• What you have to do
Return all of the records exactly.

• Material to process
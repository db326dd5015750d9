use std::sync::Arc;

use glean_common::{GleanError, Result};
use serde_json::Value;

use crate::kv::KeyValueStore;

pub const API_KEYS: &str = "apiKeys";
pub const SELECTED_API_KEY: &str = "selectedApiKey";
/// Single-key slot written by the older settings path. Not reconciled with
/// [`API_KEYS`] except through [`KeyStore::migrate_legacy`].
pub const LEGACY_API_KEY: &str = "openRouterApiKey";

/// Saved API keys (in insertion order) and the currently selected one.
#[derive(Clone)]
pub struct KeyStore {
    store: Arc<dyn KeyValueStore>,
}

impl KeyStore {
    pub fn new(store: Arc<dyn KeyValueStore>) -> Self {
        Self { store }
    }

    /// All saved keys; empty when nothing has been stored yet.
    pub async fn list(&self) -> Result<Vec<String>> {
        match self.store.get(API_KEYS).await? {
            None | Some(Value::Null) => Ok(Vec::new()),
            Some(v) => serde_json::from_value(v)
                .map_err(|e| GleanError::Storage(format!("{API_KEYS} is not a list of strings: {e}"))),
        }
    }

    /// Append `key` and select it. Returns false, changing nothing, when the
    /// key is empty or already saved.
    pub async fn add(&self, key: &str) -> Result<bool> {
        if key.is_empty() {
            return Ok(false);
        }
        let mut keys = self.list().await?;
        if keys.iter().any(|k| k == key) {
            tracing::debug!("keys.add.duplicate");
            return Ok(false);
        }
        keys.push(key.to_string());
        self.store.set(API_KEYS, Value::from(keys)).await?;
        self.store.set(SELECTED_API_KEY, Value::from(key)).await?;
        tracing::info!(key = %mask_key(key), "keys.added");
        Ok(true)
    }

    /// Forget `key`, clearing the selection if it pointed at it. Absent keys
    /// are ignored.
    pub async fn remove(&self, key: &str) -> Result<()> {
        let keys: Vec<String> = self
            .list()
            .await?
            .into_iter()
            .filter(|k| k != key)
            .collect();
        self.store.set(API_KEYS, Value::from(keys)).await?;

        if self.selected().await? == key {
            self.store.remove(SELECTED_API_KEY).await?;
            tracing::info!(key = %mask_key(key), "keys.removed.selection_cleared");
        } else {
            tracing::info!(key = %mask_key(key), "keys.removed");
        }
        Ok(())
    }

    /// The selected key, or `""` when none is selected.
    pub async fn selected(&self) -> Result<String> {
        Ok(self
            .store
            .get(SELECTED_API_KEY)
            .await?
            .and_then(|v| v.as_str().map(str::to_string))
            .unwrap_or_default())
    }

    /// Point the selection at `key` without checking that it is saved.
    pub async fn set_selected(&self, key: &str) -> Result<()> {
        self.store.set(SELECTED_API_KEY, Value::from(key)).await
    }

    pub async fn legacy_key(&self) -> Result<String> {
        Ok(self
            .store
            .get(LEGACY_API_KEY)
            .await?
            .and_then(|v| v.as_str().map(str::to_string))
            .unwrap_or_default())
    }

    pub async fn set_legacy_key(&self, key: &str) -> Result<()> {
        self.store
            .set(LEGACY_API_KEY, Value::from(key.trim()))
            .await
    }

    /// Credential for an outbound request: the selected key, else `explicit`
    /// (flag or environment), else the legacy slot. `""` when all are blank.
    pub async fn resolve_credential(&self, explicit: Option<&str>) -> Result<String> {
        let selected = self.selected().await?;
        if !selected.is_empty() {
            return Ok(selected);
        }
        if let Some(key) = explicit.map(str::trim).filter(|k| !k.is_empty()) {
            return Ok(key.to_string());
        }
        Ok(self.legacy_key().await?.trim().to_string())
    }

    /// Copy a legacy key into the saved list (selecting it) when it is not
    /// there yet. The legacy slot is left untouched.
    pub async fn migrate_legacy(&self) -> Result<bool> {
        let legacy = self.legacy_key().await?;
        let migrated = self.add(legacy.trim()).await?;
        if migrated {
            tracing::info!(key = %mask_key(&legacy), "keys.legacy.migrated");
        }
        Ok(migrated)
    }
}

/// First and last four characters around an ellipsis; short keys are fully hidden.
pub fn mask_key(key: &str) -> String {
    let chars: Vec<char> = key.chars().collect();
    if chars.len() <= 8 {
        return "*".repeat(chars.len());
    }
    let head: String = chars[..4].iter().collect();
    let tail: String = chars[chars.len() - 4..].iter().collect();
    format!("{head}...{tail}")
}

• Finished task
repository db326dd5015750d9
use std::sync::Arc;

use glean_common::{GleanError, Result};
use serde_json::Value;

use crate::kv::KeyValueStore;

pub const API_KEYS: &str = "apiKeys";
pub const SELECTED_API_KEY: &str = "selectedApiKey";
/// Single-key slot written by the older settings path. Not reconciled with
/// [`API_KEYS`] except through [`KeyStore::migrate_legacy`].
pub const LEGACY_API_KEY: &str = "openRouterApiKey";

/// Saved API keys (in insertion order) and the currently selected one.
#[derive(Clone)]
pub struct KeyStore {
    store: Arc<dyn KeyValueStore>,
}

impl KeyStore {
    pub fn new(store: Arc<dyn KeyValueStore>) -> Self {
        Self { store }
    }

    /// All saved keys; empty when nothing has been stored yet.
    pub async fn list(&self) -> Result<Vec<String>> {
        match self.store.get(API_KEYS).await? {
            None | Some(Value::Null) => Ok(Vec::new()),
            Some(v) => serde_json::from_value(v)
                .map_err(|e| GleanError::Storage(format!("{API_KEYS} is not a list of strings: {e}"))),
        }
    }

    /// Append `key` and select it. Returns false, changing nothing, when the
    /// key is empty or already saved.
    pub async fn add(&self, key: &str) -> Result<bool> {
        if key.is_empty() {
            return Ok(false);
        }
        let mut keys = self.list().await?;
        if keys.iter().any(|k| k == key) {
            tracing::debug!("keys.add.duplicate");
            return Ok(false);
        }
        keys.push(key.to_string());
        self.store.set(API_KEYS, Value::from(keys)).await?;
        self.store.set(SELECTED_API_KEY, Value::from(key)).await?;
        tracing::info!(key = %mask_key(key), "keys.added");
        Ok(true)
    }

    /// Forget `key`, clearing the selection if it pointed at it. Absent keys
    /// are ignored.
    pub async fn remove(&self, key: &str) -> Result<()> {
        let keys: Vec<String> = self
            .list()
            .await?
            .into_iter()
            .filter(|k| k != key)
            .collect();
        self.store.set(API_KEYS, Value::from(keys)).await?;

        if self.selected().await? == key {
            self.store.remove(SELECTED_API_KEY).await?;
            tracing::info!(key = %mask_key(key), "keys.removed.selection_cleared");
        } else {
            tracing::info!(key = %mask_key(key), "keys.removed");
        }
        Ok(())
    }

    /// The selected key, or `""` when none is selected.
    pub async fn selected(&self) -> Result<String> {
        Ok(self
            .store
            .get(SELECTED_API_KEY)
            .await?
            .and_then(|v| v.as_str().map(str::to_string))
            .unwrap_or_default())
    }

    /// Point the selection at `key` without checking that it is saved.
    pub async fn set_selected(&self, key: &str) -> Result<()> {
        self.store.set(SELECTED_API_KEY, Value::from(key)).await
    }

    pub async fn legacy_key(&self) -> Result<String> {
        Ok(self
            .store
            .get(LEGACY_API_KEY)
            .await?
            .and_then(|v| v.as_str().map(str::to_string))
            .unwrap_or_default())
    }

    pub async fn set_legacy_key(&self, key: &str) -> Result<()> {
        self.store
            .set(LEGACY_API_KEY, Value::from(key.trim()))
            .await
    }

    /// Credential for an outbound request: the selected key, else `explicit`
    /// (flag or environment), else the legacy slot. `""` when all are blank.
    pub async fn resolve_credential(&self, explicit: Option<&str>) -> Result<String> {
        let selected = self.selected().await?;
        if !selected.is_empty() {
            return Ok(selected);
        }
        if let Some(key) = explicit.map(str::trim).filter(|k| !k.is_empty()) {
            return Ok(key.to_string());
        }
        Ok(self.legacy_key().await?.trim().to_string())
    }

    /// Copy a legacy key into the saved list (selecting it) when it is not
    /// there yet. The legacy slot is left untouched.
    pub async fn migrate_legacy(&self) -> Result<bool> {
        let legacy = self.legacy_key().await?;
        let migrated = self.add(legacy.trim()).await?;
        if migrated {
            tracing::info!(key = %mask_key(&legacy), "keys.legacy.migrated");
        }
        Ok(migrated)
    }
}

/// First and last four characters around an ellipsis; short keys are fully hidden.
pub fn mask_key(key: &str) -> String {
    let chars: Vec<char> = key.chars().collect();
    if chars.len() <= 8 {
        return "*".repeat(chars.len());
    }
    let head: String = chars[..4].iter().collect();
    let tail: String = chars[chars.len() - 4..].iter().collect();
    format!("{head}...{tail}")
}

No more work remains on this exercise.